The week in commentary: Making plans for Canada's next 150 years
Immigrants face high unemployment rates, and many oil patch workers are still out of work
Canada's 150th is being marketed as a time to celebrate our young and angsty nation, but for many, the date has a different message: it's time to grow up.
As Chris Selley writes in the National Post, "politicians should be judged on deeds, not words," and the same goes for the countries they lead. The title of being a progressive leader must be earned, not simply repeated, and after 150 years there's yet work to be done.
Canada's immigrants face high unemployment rates, and many oil patch workers are still out of work. The UN has told Canada that its treatment of Indigenous peoples is atrocious, yet we keep failing to meaningfully improve living conditions on reserves. In many ways, we still disregard the environment.
How many salmon are there in the Fraser River?
Writing for the Ottawa Citizen, Madeline Ashby says in the next 150 years, we must make sure to treat the environment with care and trepidation. The carbon tax has been shown to work in terms of lowering emissions, without strangling the economy, both abroad (Sweden) and at home (B.C.), but it continues to face staunch opposition across Canada.
"Regardless of one's individual feelings about the threat of climate change, it's hard to argue that learning how to save more energy and developing technologies to do the same is a bad thing," Ashby writes.
"By ignoring the development of green energy technologies, Canada is leaving money on the table and stifling job creation in communities that once depended on manufacturing."

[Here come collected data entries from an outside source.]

//! Sheet-boundary detection: the largest quadrilateral paper contour.

use image::{GrayImage, Luma};
use imageproc::contours::{find_contours, BorderType};
use imageproc::geometry::{approximate_polygon_dp, arc_length};
use imageproc::point::Point;

use super::quad::{dist, polygon_area, Quad};
use super::AlignConfig;
use crate::error::EvaluateError;
use crate::preprocess::PreparedImage;

/// Douglas–Peucker tolerance multipliers tried in order.
const EPSILON_STEPS: [f64; 4] = [1.0, 1.5, 2.0, 3.0];
/// Vertices turning by less than this (sine of the angle) are dropped as collinear.
const MIN_TURN_SIN: f64 = 0.2;

/// Locate the photographed sheet as the largest bright quadrilateral contour.
pub(super) fn find_sheet_quad(
    prepared: &PreparedImage,
    config: &AlignConfig,
) -> Result<Quad, EvaluateError> {
    let mask = paper_mask(&prepared.gray, prepared.paper_level);
    let contours = find_contours::<i32>(&mask);

    let best = contours
        .iter()
        .filter(|c| c.border_type == BorderType::Outer && c.points.len() >= 4)
        .map(|c| (contour_area(&c.points), c))
        .max_by(|a, b| a.0.total_cmp(&b.0));

    let Some((area, contour)) = best else {
        return Err(EvaluateError::alignment("no paper contour found"));
    };

    let (w, h) = prepared.gray.dimensions();
    let image_area = w as f64 * h as f64;
    tracing::debug!(
        "Boundary: {} outer contours, largest area={:.0}px ({:.1}% of image)",
        contours.len(),
        area,
        100.0 * area / image_area
    );
    if area < config.min_area_frac as f64 * image_area {
        return Err(EvaluateError::alignment(format!(
            "largest paper contour covers {:.1}% of the image (min {:.1}%)",
            100.0 * area / image_area,
            100.0 * config.min_area_frac
        )));
    }

    let perimeter = arc_length(&contour.points, true);
    for step in EPSILON_STEPS {
        let epsilon = config.polygon_epsilon_frac as f64 * step * perimeter;
        if epsilon <= 0.0 {
            break;
        }
        let poly = approximate_polygon_dp(&contour.points, epsilon, true);
        let pts: Vec<[f64; 2]> = poly.iter().map(|p| [p.x as f64, p.y as f64]).collect();
        let corners = simplify_polygon(&pts, 0.02 * perimeter);
        tracing::trace!(
            "Boundary: epsilon={:.1}px -> {} vertices ({} after cleanup)",
            epsilon,
            pts.len(),
            corners.len()
        );
        if let [a, b, c, d] = corners[..] {
            return Ok(Quad::from_unordered([a, b, c, d]));
        }
    }

    Err(EvaluateError::alignment(
        "sheet boundary is not quadrilateral-shaped",
    ))
}

/// Paper pixels (brighter than the Otsu level) as foreground.
fn paper_mask(gray: &GrayImage, level: u8) -> GrayImage {
    GrayImage::from_fn(gray.width(), gray.height(), |x, y| {
        if gray.get_pixel(x, y)[0] > level {
            Luma([255])
        } else {
            Luma([0])
        }
    })
}

fn contour_area(points: &[Point<i32>]) -> f64 {
    let pts: Vec<[f64; 2]> = points.iter().map(|p| [p.x as f64, p.y as f64]).collect();
    polygon_area(&pts)
}

/// Drop near-duplicate and near-collinear vertices of a closed polygon.
fn simplify_polygon(points: &[[f64; 2]], min_edge: f64) -> Vec<[f64; 2]> {
    let mut pts: Vec<[f64; 2]> = Vec::with_capacity(points.len());
    for &p in points {
        if pts.last().map_or(true, |&q| dist(p, q) >= min_edge) {
            pts.push(p);
        }
    }
    while pts.len() > 1 && dist(pts[0], pts[pts.len() - 1]) < min_edge {
        pts.pop();
    }

    loop {
        let n = pts.len();
        if n < 4 {
            return pts;
        }
        let flat = (0..n).find(|&i| {
            let a = pts[(i + n - 1) % n];
            let b = pts[i];
            let c = pts[(i + 1) % n];
            let (ux, uy) = (b[0] - a[0], b[1] - a[1]);
            let (vx, vy) = (c[0] - b[0], c[1] - b[1]);
            let norm = (ux * ux + uy * uy).sqrt() * (vx * vx + vy * vy).sqrt();
            norm <= 0.0 || ((ux * vy - uy * vx) / norm).abs() < MIN_TURN_SIN
        });
        match flat {
            Some(i) => {
                pts.remove(i);
            }
            None => return pts,
        }
    }
}
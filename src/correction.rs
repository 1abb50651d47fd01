// This Source Code Form is subject to the terms of the Mozilla Public
// License, v. 2.0. If a copy of the MPL was not distributed with this
// file, You can obtain one at http://mozilla.org/MPL/2.0/.

//! Tabulation of the real-space apodization correction.
//!
//! The image is multiplied by this matrix before its forward transform, to
//! compensate for the attenuation the Fourier-side convolution kernel will
//! impose.

use ndarray::Array2;
use thiserror::Error;

use crate::spheroidal::{corrfun, SpheroidDomainError};

#[derive(Error, Debug)]
pub enum CorrectionError {
    #[error("need at least 3 coordinates per pixel axis to determine the spacing (got {0})")]
    AxisTooShort(usize),

    #[error("{0}")]
    Domain(#[from] SpheroidDomainError),
}

/// Per-coordinate correction factors along one axis; `None` for coordinates
/// outside the validity disk (|eta| > 1).
fn axis_factors(
    coords: &[f64],
    half_extent: f64,
) -> Result<Vec<Option<f64>>, SpheroidDomainError> {
    coords
        .iter()
        .map(|&c| {
            let eta = c / half_extent;
            if eta.abs() > 1.0 {
                Ok(None)
            } else {
                corrfun(eta).map(Some)
            }
        })
        .collect()
}

/// Tabulate the pre-multiply correction over an image's pixel grid.
///
/// `alphas` (RA) and `deltas` (Dec) are the pixel coordinates in FFT-shifted
/// order. The returned matrix has shape `(deltas.len(), alphas.len())`.
/// Pixels outside the kernel's validity disk are set to exactly 0.0; callers
/// must mask these rather than divide by them.
pub fn build_image_correction(
    alphas: &[f64],
    deltas: &[f64],
) -> Result<Array2<f64>, CorrectionError> {
    let nx = alphas.len();
    let ny = deltas.len();
    if nx < 3 {
        return Err(CorrectionError::AxisTooShort(nx));
    }
    if ny < 3 {
        return Err(CorrectionError::AxisTooShort(ny));
    }

    // Half-extents of the image. The axes aren't always symmetric about 0,
    // and the 1st/2nd samples may straddle the FFT-shift discontinuity, so
    // use the 2nd/3rd.
    let maxra = (alphas[2] - alphas[1]).abs() * nx as f64 / 2.0;
    let maxdec = (deltas[2] - deltas[1]).abs() * ny as f64 / 2.0;

    // The correction is separable; evaluate the kernel nx + ny times rather
    // than nx * ny times.
    let ra_factors = axis_factors(alphas, maxra)?;
    let dec_factors = axis_factors(deltas, maxdec)?;

    let mut mat = Array2::zeros((ny, nx));
    for (j, dec_factor) in dec_factors.iter().enumerate() {
        for (i, ra_factor) in ra_factors.iter().enumerate() {
            if let (Some(fx), Some(fy)) = (ra_factor, dec_factor) {
                mat[[j, i]] = 1.0 / (fx * fy);
            }
        }
    }

    Ok(mat)
}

While questioning how government implementation will work in practice, Chris Windeyer says it more bluntly in the Yukon News:
"Some people seem to think carbon pricing will lead to economic doom (it won't). Some are incensed that government would implement any policy that would encourage them to change their behaviour, as through it's their God-given right to idle their F250 outside Independent for a half an hour, even when it's not -30."
It would do us good to remember that disregarding the environment is part of Canadian heritage. In his final column for the Globe and Mail, Mark Hume reminds us of the legacy we left in B.C.
"Nobody alive today has ever seen a run of 50 million salmon in the Fraser. It once had that. Now, the average is about 4 million," he writes. "Sea otters are coming back, but after 200 years, they still haven't fully recovered. Across B.C., 754 species are listed as being extirpated, endangered or threatened. And the pace of development is increasing."
"If we don't break the pattern of exploitation that's been followed for two centuries, the damage will be immense."
Poor vision on immigration
We need to stop looking at Canadian immigration through rose-coloured glasses. Canada fancies itself a nation of equality and opportunity, in that it accepts new citizens based on skill, merit and need. Yet migrant workers miss out on the Canadian dream. Despite performing the labour we are unwilling to do ourselves, there is no path to citizenship for them. Worse still, there is little oversight of the conditions they face when coming here.
As Metro columnist Vicky Mochama points out, "They are required to pay into Employment Insurance; however, they are not eligible to receive EI. When farm workers are laid off at the end of each season, they do not receive any of EI's benefits or even a refund."
While the plight of migrant workers is largely ignored, the visibility of Muslims living in Canada is amplified. Canadians overestimate how many Muslims are living in Canada (17 per cent of the population imagined, three per cent in reality), and that misinformation is taken advantage of by fear-mongering politicians, writes Amira Elghawaby for the Globe and Mail.
"So in a post-truth, fake-news environment, can we rely on people's perceptions to shape public policy? After all, governments – if they are truly democratic – must listen to the views of their citizenry. Various levels of government often say they aspire to consultative models of governance."
As fears of security and radicalization spread nationally and globally, we would do well to come up with solutions. The problem, after all, is not going away. Also for the Globe and Mail, Sheema Khan writes about the importance of speaking to families, friends, and communities of people radicalized in Canada.
Of the many stakeholders in the problem, she writes, youth "have the energy, the passion and the will; what they lack, however, is a seat at the table with federal policy makers to help devise a comprehensive prevention strategy."